Stored data:
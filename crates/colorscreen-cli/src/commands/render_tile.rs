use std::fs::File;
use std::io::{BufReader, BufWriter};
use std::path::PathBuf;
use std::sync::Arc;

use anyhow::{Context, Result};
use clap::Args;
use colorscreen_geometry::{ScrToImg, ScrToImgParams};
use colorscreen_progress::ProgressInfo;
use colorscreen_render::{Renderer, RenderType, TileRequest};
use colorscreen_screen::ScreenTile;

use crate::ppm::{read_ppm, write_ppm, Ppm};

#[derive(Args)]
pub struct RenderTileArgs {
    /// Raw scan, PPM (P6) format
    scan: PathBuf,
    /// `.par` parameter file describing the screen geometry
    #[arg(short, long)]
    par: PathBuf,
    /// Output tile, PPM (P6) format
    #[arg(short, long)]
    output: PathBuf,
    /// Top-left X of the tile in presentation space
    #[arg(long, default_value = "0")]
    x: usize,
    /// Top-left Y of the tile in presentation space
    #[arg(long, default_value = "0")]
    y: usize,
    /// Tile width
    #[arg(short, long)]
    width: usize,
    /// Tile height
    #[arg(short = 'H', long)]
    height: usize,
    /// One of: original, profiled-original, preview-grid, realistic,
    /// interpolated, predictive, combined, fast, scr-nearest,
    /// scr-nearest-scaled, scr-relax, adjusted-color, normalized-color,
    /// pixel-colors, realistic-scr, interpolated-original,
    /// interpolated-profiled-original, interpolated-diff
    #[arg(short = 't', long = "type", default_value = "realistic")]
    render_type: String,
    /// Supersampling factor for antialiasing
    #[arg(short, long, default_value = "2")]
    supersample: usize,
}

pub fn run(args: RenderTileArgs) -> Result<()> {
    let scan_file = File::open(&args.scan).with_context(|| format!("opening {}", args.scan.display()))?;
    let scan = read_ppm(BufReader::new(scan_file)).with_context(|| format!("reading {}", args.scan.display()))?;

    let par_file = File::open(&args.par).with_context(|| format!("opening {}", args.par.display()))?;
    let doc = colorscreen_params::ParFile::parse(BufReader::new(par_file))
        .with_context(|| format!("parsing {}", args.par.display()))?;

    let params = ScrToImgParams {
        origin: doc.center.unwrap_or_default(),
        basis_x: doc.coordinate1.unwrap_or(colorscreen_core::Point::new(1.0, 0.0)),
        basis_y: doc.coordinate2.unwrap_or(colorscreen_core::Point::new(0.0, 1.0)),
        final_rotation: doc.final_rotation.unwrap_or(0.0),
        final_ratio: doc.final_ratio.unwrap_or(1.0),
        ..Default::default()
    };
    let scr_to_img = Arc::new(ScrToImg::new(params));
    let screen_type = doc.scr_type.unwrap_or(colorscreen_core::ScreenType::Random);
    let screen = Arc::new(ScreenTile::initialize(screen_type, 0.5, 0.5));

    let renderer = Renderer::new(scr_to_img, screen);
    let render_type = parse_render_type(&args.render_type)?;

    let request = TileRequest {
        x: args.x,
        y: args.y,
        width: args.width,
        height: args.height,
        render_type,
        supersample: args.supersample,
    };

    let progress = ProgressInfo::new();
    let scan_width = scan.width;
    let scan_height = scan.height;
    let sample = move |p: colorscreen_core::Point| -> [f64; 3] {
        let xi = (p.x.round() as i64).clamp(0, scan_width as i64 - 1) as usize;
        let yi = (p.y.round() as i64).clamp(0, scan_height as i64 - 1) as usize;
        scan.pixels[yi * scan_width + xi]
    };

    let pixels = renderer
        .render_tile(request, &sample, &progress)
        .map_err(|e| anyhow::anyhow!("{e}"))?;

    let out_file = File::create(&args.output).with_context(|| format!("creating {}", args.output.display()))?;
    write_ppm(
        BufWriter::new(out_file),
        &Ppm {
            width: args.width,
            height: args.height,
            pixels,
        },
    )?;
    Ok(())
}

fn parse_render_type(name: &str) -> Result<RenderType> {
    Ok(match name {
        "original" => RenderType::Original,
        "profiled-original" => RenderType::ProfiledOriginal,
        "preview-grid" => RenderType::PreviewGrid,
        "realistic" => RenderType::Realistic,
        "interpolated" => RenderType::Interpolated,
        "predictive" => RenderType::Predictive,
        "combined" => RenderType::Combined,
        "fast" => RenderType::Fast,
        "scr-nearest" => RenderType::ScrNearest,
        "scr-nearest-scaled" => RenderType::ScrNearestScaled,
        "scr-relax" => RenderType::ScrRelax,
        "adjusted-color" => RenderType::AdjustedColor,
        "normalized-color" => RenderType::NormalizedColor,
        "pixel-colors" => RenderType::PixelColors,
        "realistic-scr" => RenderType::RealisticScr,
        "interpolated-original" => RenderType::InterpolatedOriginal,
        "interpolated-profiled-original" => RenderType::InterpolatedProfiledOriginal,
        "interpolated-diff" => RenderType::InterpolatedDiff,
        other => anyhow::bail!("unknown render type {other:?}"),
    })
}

» Description of the task
Repeat the records. Match them exactly.

» Task response
filename crates/colorscreen-cli/src/commands/render_tile.rs
use std::fs::File;
use std::io::{BufReader, BufWriter};
use std::path::PathBuf;
use std::sync::Arc;

use anyhow::{Context, Result};
use clap::Args;
use colorscreen_geometry::{ScrToImg, ScrToImgParams};
use colorscreen_progress::ProgressInfo;
use colorscreen_render::{Renderer, RenderType, TileRequest};
use colorscreen_screen::ScreenTile;

use crate::ppm::{read_ppm, write_ppm, Ppm};

#[derive(Args)]
pub struct RenderTileArgs {
    /// Raw scan, PPM (P6) format
    scan: PathBuf,
    /// `.par` parameter file describing the screen geometry
    #[arg(short, long)]
    par: PathBuf,
    /// Output tile, PPM (P6) format
    #[arg(short, long)]
    output: PathBuf,
    /// Top-left X of the tile in presentation space
    #[arg(long, default_value = "0")]
    x: usize,
    /// Top-left Y of the tile in presentation space
    #[arg(long, default_value = "0")]
    y: usize,
    /// Tile width
    #[arg(short, long)]
    width: usize,
    /// Tile height
    #[arg(short = 'H', long)]
    height: usize,
    /// One of: original, profiled-original, preview-grid, realistic,
    /// interpolated, predictive, combined, fast, scr-nearest,
    /// scr-nearest-scaled, scr-relax, adjusted-color, normalized-color,
    /// pixel-colors, realistic-scr, interpolated-original,
    /// interpolated-profiled-original, interpolated-diff
    #[arg(short = 't', long = "type", default_value = "realistic")]
    render_type: String,
    /// Supersampling factor for antialiasing
    #[arg(short, long, default_value = "2")]
    supersample: usize,
}

pub fn run(args: RenderTileArgs) -> Result<()> {
    let scan_file = File::open(&args.scan).with_context(|| format!("opening {}", args.scan.display()))?;
    let scan = read_ppm(BufReader::new(scan_file)).with_context(|| format!("reading {}", args.scan.display()))?;

    let par_file = File::open(&args.par).with_context(|| format!("opening {}", args.par.display()))?;
    let doc = colorscreen_params::ParFile::parse(BufReader::new(par_file))
        .with_context(|| format!("parsing {}", args.par.display()))?;

    let params = ScrToImgParams {
        origin: doc.center.unwrap_or_default(),
        basis_x: doc.coordinate1.unwrap_or(colorscreen_core::Point::new(1.0, 0.0)),
        basis_y: doc.coordinate2.unwrap_or(colorscreen_core::Point::new(0.0, 1.0)),
        final_rotation: doc.final_rotation.unwrap_or(0.0),
        final_ratio: doc.final_ratio.unwrap_or(1.0),
        ..Default::default()
    };
    let scr_to_img = Arc::new(ScrToImg::new(params));
    let screen_type = doc.scr_type.unwrap_or(colorscreen_core::ScreenType::Random);
    let screen = Arc::new(ScreenTile::initialize(screen_type, 0.5, 0.5));

    let renderer = Renderer::new(scr_to_img, screen);
    let render_type = parse_render_type(&args.render_type)?;

    let request = TileRequest {
        x: args.x,
        y: args.y,
        width: args.width,
        height: args.height,
        render_type,
        supersample: args.supersample,
    };

    let progress = ProgressInfo::new();
    let scan_width = scan.width;
    let scan_height = scan.height;
    let sample = move |p: colorscreen_core::Point| -> [f64; 3] {
        let xi = (p.x.round() as i64).clamp(0, scan_width as i64 - 1) as usize;
        let yi = (p.y.round() as i64).clamp(0, scan_height as i64 - 1) as usize;
        scan.pixels[yi * scan_width + xi]
    };

    let pixels = renderer
        .render_tile(request, &sample, &progress)
        .map_err(|e| anyhow::anyhow!("{e}"))?;

    let out_file = File::create(&args.output).with_context(|| format!("creating {}", args.output.display()))?;
    write_ppm(
        BufWriter::new(out_file),
        &Ppm {
            width: args.width,
            height: args.height,
            pixels,
        },
    )?;
    Ok(())
}

fn parse_render_type(name: &str) -> Result<RenderType> {
    Ok(match name {
        "original" => RenderType::Original,
        "profiled-original" => RenderType::ProfiledOriginal,
        "preview-grid" => RenderType::PreviewGrid,
        "realistic" => RenderType::Realistic,
        "interpolated" => RenderType::Interpolated,
        "predictive" => RenderType::Predictive,
        "combined" => RenderType::Combined,
        "fast" => RenderType::Fast,
        "scr-nearest" => RenderType::ScrNearest,
        "scr-nearest-scaled" => RenderType::ScrNearestScaled,
        "scr-relax" => RenderType::ScrRelax,
        "adjusted-color" => RenderType::AdjustedColor,
        "normalized-color" => RenderType::NormalizedColor,
        "pixel-colors" => RenderType::PixelColors,
        "realistic-scr" => RenderType::RealisticScr,
        "interpolated-original" => RenderType::InterpolatedOriginal,
        "interpolated-profiled-original" => RenderType::InterpolatedProfiledOriginal,
        "interpolated-diff" => RenderType::InterpolatedDiff,
        other => anyhow::bail!("unknown render type {other:?}"),
    })
}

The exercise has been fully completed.